(Available data Opens)
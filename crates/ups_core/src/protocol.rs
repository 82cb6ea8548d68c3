//! Protocolo texto do servidor NUT (Network UPS Tools).
//!
//! Requisições terminam em CRLF; respostas são blocos de linhas:
//!
//! ```text
//! LIST UPS\r\n            →  BEGIN LIST UPS
//!                            UPS apc "Back-UPS RS 1350MS"
//!                            END LIST UPS
//!
//! LIST VAR apc\r\n        →  BEGIN LIST VAR apc
//!                            VAR apc battery.charge "100"
//!                            END LIST VAR apc
//! ```
//!
//! O parser é tolerante: linhas fora do padrão são ignoradas, pois o
//! servidor pode intercalar linhas informativas e o enquadramento
//! `BEGIN`/`END` pode estar ausente.

use crate::types::{TelemetrySample, TelemetryValue};
use std::collections::BTreeMap;
use tracing::trace;

/// Porta padrão do `upsd`.
pub const DEFAULT_PORT: u16 = 3493;

/// Requisições suportadas pelo cliente.
#[derive(Debug, Clone, PartialEq, Eq)]
pub enum Request {
    /// Descoberta de dispositivos.
    ListUps,
    /// Variáveis de um dispositivo.
    ListVar(String),
}

impl Request {
    /// Linha de requisição pronta para o socket.
    pub fn encode(&self) -> String {
        match self {
            Self::ListUps => "LIST UPS\r\n".to_string(),
            Self::ListVar(device) => format!("LIST VAR {device}\r\n"),
        }
    }

    /// Linha que fecha o bloco de resposta desta requisição.
    pub fn end_marker(&self) -> String {
        match self {
            Self::ListUps => "END LIST UPS".to_string(),
            Self::ListVar(device) => format!("END LIST VAR {device}"),
        }
    }

    /// Indica se `raw` já contém a resposta completa: o marcador de fim
    /// ou uma linha `ERR`.
    pub fn is_complete(&self, raw: &str) -> bool {
        let end = self.end_marker();
        raw.lines().map(str::trim).any(|line| {
            line.eq_ignore_ascii_case(&end) || line.starts_with("ERR ")
        })
    }
}

/// Resposta `ERR <código>` do servidor.
#[derive(Debug, Clone, PartialEq, Eq, thiserror::Error)]
#[error("servidor NUT respondeu ERR {code}")]
pub struct ServerError {
    pub code: String,
}

/// Retorna erro se a resposta for uma linha `ERR`.
pub fn check_server_error(raw: &str) -> Result<(), ServerError> {
    let first = raw.lines().map(str::trim).find(|line| !line.is_empty());
    match first.and_then(|line| line.strip_prefix("ERR ")) {
        Some(code) => Err(ServerError {
            code: code.trim().to_string(),
        }),
        None => Ok(()),
    }
}

/// Dispositivo anunciado por `LIST UPS`.
#[derive(Debug, Clone, PartialEq, Eq)]
pub struct DeviceListing {
    pub name: String,
    pub description: String,
}

/// Extrai os dispositivos de uma resposta `LIST UPS`.
pub fn parse_device_list(raw: &str) -> Vec<DeviceListing> {
    raw.lines()
        .filter_map(|line| {
            let rest = keyword(line.trim(), "UPS")?;
            let (name, rest) = next_token(rest)?;
            let description = parse_quoted(rest).unwrap_or_default();
            Some(DeviceListing {
                name: name.to_string(),
                description,
            })
        })
        .collect()
}

/// Extrai as variáveis de `device` de uma resposta `LIST VAR`.
///
/// Resposta vazia ou malformada produz amostra vazia.
pub fn parse_variables(raw: &str, device: &str) -> TelemetrySample {
    let mut sample = TelemetrySample::new();
    for (line_device, key, value) in raw.lines().filter_map(parse_var_line) {
        if line_device == device {
            sample.insert(key.to_string(), TelemetryValue::coerce(&value));
        }
    }
    sample
}

/// Agrupa por dispositivo as variáveis de uma resposta que cobre vários.
pub fn parse_all_variables(raw: &str) -> BTreeMap<String, TelemetrySample> {
    let mut devices: BTreeMap<String, TelemetrySample> = BTreeMap::new();
    for (device, key, value) in raw.lines().filter_map(parse_var_line) {
        devices
            .entry(device.to_string())
            .or_default()
            .insert(key.to_string(), TelemetryValue::coerce(&value));
    }
    devices
}

/// Formata uma linha `VAR` (lado servidor).
pub fn format_var_line(device: &str, key: &str, value: &str) -> String {
    format!("VAR {device} {key} \"{}\"", escape(value))
}

/// Formata uma linha `UPS` (lado servidor).
pub fn format_ups_line(name: &str, description: &str) -> String {
    format!("UPS {name} \"{}\"", escape(description))
}

fn parse_var_line(line: &str) -> Option<(&str, &str, String)> {
    let line = line.trim();
    let Some(rest) = keyword(line, "VAR") else {
        if !line.is_empty() {
            trace!("linha ignorada: {line}");
        }
        return None;
    };
    let (device, rest) = next_token(rest)?;
    let (key, rest) = next_token(rest)?;
    let value = parse_quoted(rest)?;
    Some((device, key, value))
}

/// Remove `word` do início da linha, exigindo espaço em seguida.
fn keyword<'a>(line: &'a str, word: &str) -> Option<&'a str> {
    let rest = line.strip_prefix(word)?;
    rest.starts_with(char::is_whitespace).then(|| rest.trim_start())
}

fn next_token(s: &str) -> Option<(&str, &str)> {
    let s = s.trim_start();
    if s.is_empty() || s.starts_with('"') {
        return None;
    }
    let end = s.find(char::is_whitespace).unwrap_or(s.len());
    Some((&s[..end], s[end..].trim_start()))
}

/// Lê `"valor"` com os escapes `\"` e `\\`; nada além de espaço pode
/// vir depois das aspas de fechamento.
fn parse_quoted(s: &str) -> Option<String> {
    let mut chars = s.trim().chars();
    if chars.next()? != '"' {
        return None;
    }
    let mut out = String::new();
    while let Some(c) = chars.next() {
        match c {
            '\\' => out.push(chars.next()?),
            '"' => {
                return chars.as_str().trim().is_empty().then_some(out);
            }
            other => out.push(other),
        }
    }
    None
}

fn escape(value: &str) -> String {
    value.replace('\\', "\\\\").replace('"', "\\\"")
}

// ──────────────────────────────────────────────
// Testes
// ──────────────────────────────────────────────

#[cfg(test)]
mod tests {
    use super::*;

    const LIST_VAR: &str = "BEGIN LIST VAR apc\n\
        VAR apc battery.charge \"100\"\n\
        VAR apc battery.voltage \"27.3\"\n\
        VAR apc ups.status \"OL\"\n\
        VAR apc ups.test.result \"No test initiated\"\n\
        END LIST VAR apc\n";

    #[test]
    fn requests_are_crlf_terminated() {
        assert_eq!(Request::ListUps.encode(), "LIST UPS\r\n");
        assert_eq!(Request::ListVar("apc".into()).encode(), "LIST VAR apc\r\n");
    }

    #[test]
    fn parses_typed_variables() {
        let sample = parse_variables(LIST_VAR, "apc");
        assert_eq!(sample.len(), 4);
        assert_eq!(sample.get("battery.charge"), Some(&TelemetryValue::Int(100)));
        assert_eq!(sample.get("battery.voltage"), Some(&TelemetryValue::Float(27.3)));
        assert_eq!(sample.get("ups.status"), Some(&TelemetryValue::Text("OL".into())));
        assert_eq!(
            sample.get("ups.test.result"),
            Some(&TelemetryValue::Text("No test initiated".into()))
        );
    }

    #[test]
    fn ignores_other_devices_and_noise() {
        let raw = "garbage line\nVAR eaton ups.load \"12\"\n\
                   VAR apc ups.load \"30\"\nVAR apc broken\n";
        let sample = parse_variables(raw, "apc");
        assert_eq!(sample.len(), 1);
        assert_eq!(sample.number("ups.load"), Some(30.0));
    }

    #[test]
    fn malformed_or_empty_yields_empty_sample() {
        assert!(parse_variables("", "apc").is_empty());
        assert!(parse_variables("ERR UNKNOWN-UPS\n", "apc").is_empty());
        assert!(parse_variables("VAR apc ups.load \"30\" trailing\n", "apc").is_empty());
        assert!(parse_variables("VARapc ups.load \"30\"\n", "apc").is_empty());
    }

    #[test]
    fn handles_escaped_quotes() {
        let raw = r#"VAR apc ups.mfr "ACME \"Power\" \\ Co""#;
        let sample = parse_variables(raw, "apc");
        assert_eq!(sample.text("ups.mfr").as_deref(), Some(r#"ACME "Power" \ Co"#));

        let line = format_var_line("apc", "ups.mfr", r#"ACME "Power" \ Co"#);
        assert_eq!(parse_variables(&line, "apc"), sample);
    }

    #[test]
    fn groups_multi_device_response() {
        let raw = "VAR apc ups.load \"30\"\nVAR eaton ups.load \"12\"\n\
                   VAR eaton ups.status \"OB\"\n";
        let devices = parse_all_variables(raw);
        assert_eq!(devices.len(), 2);
        assert_eq!(devices["eaton"].len(), 2);
        assert_eq!(devices["apc"].number("ups.load"), Some(30.0));
    }

    #[test]
    fn device_list_tolerates_missing_framing() {
        let framed = "BEGIN LIST UPS\nUPS apc \"Back-UPS RS 1350MS\"\n\
                      UPS eaton \"Eaton 5P\"\nEND LIST UPS\n";
        let bare = "UPS apc \"Back-UPS RS 1350MS\"\nUPS eaton \"Eaton 5P\"\n";
        let expected = parse_device_list(framed);
        assert_eq!(expected.len(), 2);
        assert_eq!(expected[0].name, "apc");
        assert_eq!(expected[1].description, "Eaton 5P");
        assert_eq!(parse_device_list(bare), expected);
    }

    #[test]
    fn completion_detection() {
        let req = Request::ListVar("apc".into());
        assert!(!req.is_complete("BEGIN LIST VAR apc\nVAR apc ups.load \"1\"\n"));
        assert!(req.is_complete(LIST_VAR));
        assert!(req.is_complete("ERR UNKNOWN-UPS\n"));
        assert!(Request::ListUps.is_complete("BEGIN LIST UPS\nEND LIST UPS\n"));
    }

    #[test]
    fn detects_server_errors() {
        assert_eq!(
            check_server_error("ERR UNKNOWN-UPS\n"),
            Err(ServerError {
                code: "UNKNOWN-UPS".into()
            })
        );
        assert!(check_server_error(LIST_VAR).is_ok());
        assert!(check_server_error("").is_ok());
    }
}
(Available data Closes)
Task goal:
From the records above, return each line that has the string "voltage".

Exercise answer:
        VAR apc battery.voltage \"27.3\"\n\
        assert_eq!(sample.get("battery.voltage"), Some(&TelemetryValue::Float(27.3)));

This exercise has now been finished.